Exploring a Pytorch Model's Latent Space¶
Atlas can be used to better understand your deep neural nets training and test characteristics. By interacting with your models embeddings (logits) during training and evaluation you can:
- Identify which classes, targets or concepts your model has ease/difficulty learning.
- Identify mislabeled datapoints.
- Spot bugs/errors in your model implementation.
Atlas has a Pytorch Lightning hook that you can plug straight into your pytorch lightning training scripts. This tutorial will take you through using it to visualize the training of a two layer neural network on MNIST.
!pip install pytorch-lightning torch torchvision torchmetrics
import os
import torch
from pytorch_lightning import LightningModule, Trainer
from pytorch_lightning.callbacks.progress import TQDMProgressBar
from torch.nn import functional as F
from torch.utils.data import DataLoader, random_split
from torchvision import transforms
from torchvision.datasets import MNIST
from nomic.pl_callbacks import AtlasEmbeddingExplorer
import nomic
PATH_DATASETS = os.environ.get("PATH_DATASETS", ".")
BATCH_SIZE = 256 if torch.cuda.is_available() else 64
torch.manual_seed(0)
# #api key to a limited demo account. Make your own account at atlas.nomic.ai
nomic.login('7xDPkYXSYDc1_ErdTPIcoAR9RNd8YDlkS3nVNXcVoIMZ6')
The Lightning Module¶
class MNISTModel(LightningModule):
def __init__(self):
super().__init__()
self.l1 = torch.nn.Linear(28 * 28, 10)
self.l2 = torch.nn.Linear(10, 10)
def forward(self, x):
return torch.relu(self.l2(torch.relu(self.l1(x.view(x.size(0), -1)))))
def training_step(self, batch, batch_nb):
x, y = batch
logits = self(x)
loss = F.cross_entropy(logits, y)
return loss
def validation_step(self, batch, batch_idx):
x, y = batch
logits = self(x)
prediction = torch.argmax(logits, dim=1)
#an image for each label
image_links = [f'https://s3.amazonaws.com/static.nomic.ai/mnist/eval/{label}/{batch_idx*BATCH_SIZE+idx}.jpg'
for idx, label in enumerate(y)]
metadata = {'label': y, 'prediction': prediction, 'url': image_links}
self.atlas.log(embeddings=logits, metadata=metadata)
def configure_optimizers(self):
return torch.optim.Adam(self.parameters(), lr=0.02)
Training the model¶
mnist_model = MNISTModel()
# Init DataLoader from MNIST Dataset
train_ds = MNIST(PATH_DATASETS, train=True, download=True, transform=transforms.ToTensor())

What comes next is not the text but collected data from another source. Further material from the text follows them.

//! Settled state of a scene, as printed by the binary.

use std::collections::BTreeMap;

use serde::Serialize;
use serde_json::Value;

use cascade_application::{ApplicationResult, Scene};
use cascade_domain::{NodeId, Variable, VariableValue};

/// Snapshot of every node after revalidation went idle.
#[derive(Debug, Clone, PartialEq, Serialize)]
pub struct SceneReport {
    /// Scene title.
    pub title: String,
    /// Nodes in depth-first order.
    pub nodes: Vec<NodeReport>,
}

/// One node of the report.
#[derive(Debug, Clone, PartialEq, Serialize)]
pub struct NodeReport {
    /// Node title.
    pub title: String,
    /// Whether the node ended up active.
    pub active: bool,
    /// Variables of the node's own scope.
    #[serde(skip_serializing_if = "Vec::is_empty")]
    pub variables: Vec<VariableReport>,
    /// Consumer state with string fields interpolated.
    #[serde(skip_serializing_if = "BTreeMap::is_empty")]
    pub state: BTreeMap<String, Value>,
}

/// One variable of the report.
#[derive(Debug, Clone, PartialEq, Serialize)]
pub struct VariableReport {
    /// Variable name.
    pub name: String,
    /// Current value.
    pub value: VariableValue,
    /// Current display text.
    pub text: VariableValue,
    /// Number of known options.
    pub options: usize,
    /// Last revalidation error.
    #[serde(skip_serializing_if = "Option::is_none")]
    pub error: Option<String>,
}

impl From<&Variable> for VariableReport {
    fn from(variable: &Variable) -> Self {
        Self {
            name: variable.name().to_string(),
            value: variable.value().clone(),
            text: variable.text().clone(),
            options: variable.options().len(),
            error: variable.error().map(str::to_string),
        }
    }
}

impl SceneReport {
    /// Captures the current state of a scene.
    ///
    /// # Errors
    /// Returns an error if the tree is inconsistent.
    pub fn capture(scene: &Scene) -> ApplicationResult<Self> {
        let mut nodes = Vec::with_capacity(scene.node_count());
        collect(scene, scene.root(), &mut nodes)?;
        Ok(Self {
            title: scene.title().to_string(),
            nodes,
        })
    }

    /// Finds a node by title.
    #[must_use]
    pub fn node(&self, title: &str) -> Option<&NodeReport> {
        self.nodes.iter().find(|node| node.title == title)
    }
}

impl NodeReport {
    /// Finds a variable by name.
    #[must_use]
    pub fn variable(&self, name: &str) -> Option<&VariableReport> {
        self.variables.iter().find(|variable| variable.name == name)
    }
}

fn collect(scene: &Scene, node: NodeId, out: &mut Vec<NodeReport>) -> ApplicationResult<()> {
    let variables = match scene.scope_of(node)? {
        Some(scope) => scene.variables(scope)?.iter().map(VariableReport::from).collect(),
        None => Vec::new(),
    };

    let mut state = BTreeMap::new();
    for (key, value) in scene.state_of(node)?.fields() {
        let value = match value {
            Value::String(text) => Value::String(scene.interpolate(node, text)?),
            other => other.clone(),
        };
        state.insert(key.clone(), value);
    }

    out.push(NodeReport {
        title: scene.title_of(node)?.to_string(),
        active: scene.is_active(node)?,
        variables,
        state,
    });

    for child in scene.children_of(node)? {
        collect(scene, *child, out)?;
    }
    Ok(())
}
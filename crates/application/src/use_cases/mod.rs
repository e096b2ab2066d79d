//! Application use cases (business logic orchestration).

mod build_scene;
mod load_scene;

pub use build_scene::{BuildScene, BuildSceneError};
pub use load_scene::{LoadScene, LoadSceneError};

test_ds = MNIST(PATH_DATASETS, train=False, download=True, transform=transforms.ToTensor())
train_loader = DataLoader(train_ds, batch_size=BATCH_SIZE)
test_loader = DataLoader(test_ds, batch_size=BATCH_SIZE)
# Initialize a trainer
max_epochs = 10
# Initialize the Embedding Explorer 🗺️ hook
embedding_explorer = AtlasEmbeddingExplorer(max_points=10_000,
name="MNIST Validation Latent Space",
description="MNIST Validation Latent Space",
overwrite_on_validation=True)
trainer = Trainer(
accelerator="auto",
devices=1 if torch.cuda.is_available() else None,
max_epochs=max_epochs,
check_val_every_n_epoch=10,
callbacks=[TQDMProgressBar(refresh_rate=20),
embedding_explorer],
)
# Train the model ⚡
trainer.fit(mnist_model, train_dataloaders=train_loader, val_dataloaders=test_loader)
Validate the model and log the embeddings¶
trainer.validate(mnist_model, test_loader)
View the map¶
embedding_explorer.map
Project: MNIST Validation Latent Space
Debugging the Latent Space¶
You can visually inspect your trained models decision boundaries. Points that are misclassied or that are hard to classify appear in-between embedding clusters. For example, hover over the region between the yellow and blue cluster to find points that are hard to discriminate between zero's and six's. Try modifying the Pytorch model definition to see how classification errors differ for models with better vision inductive biases like CNN's.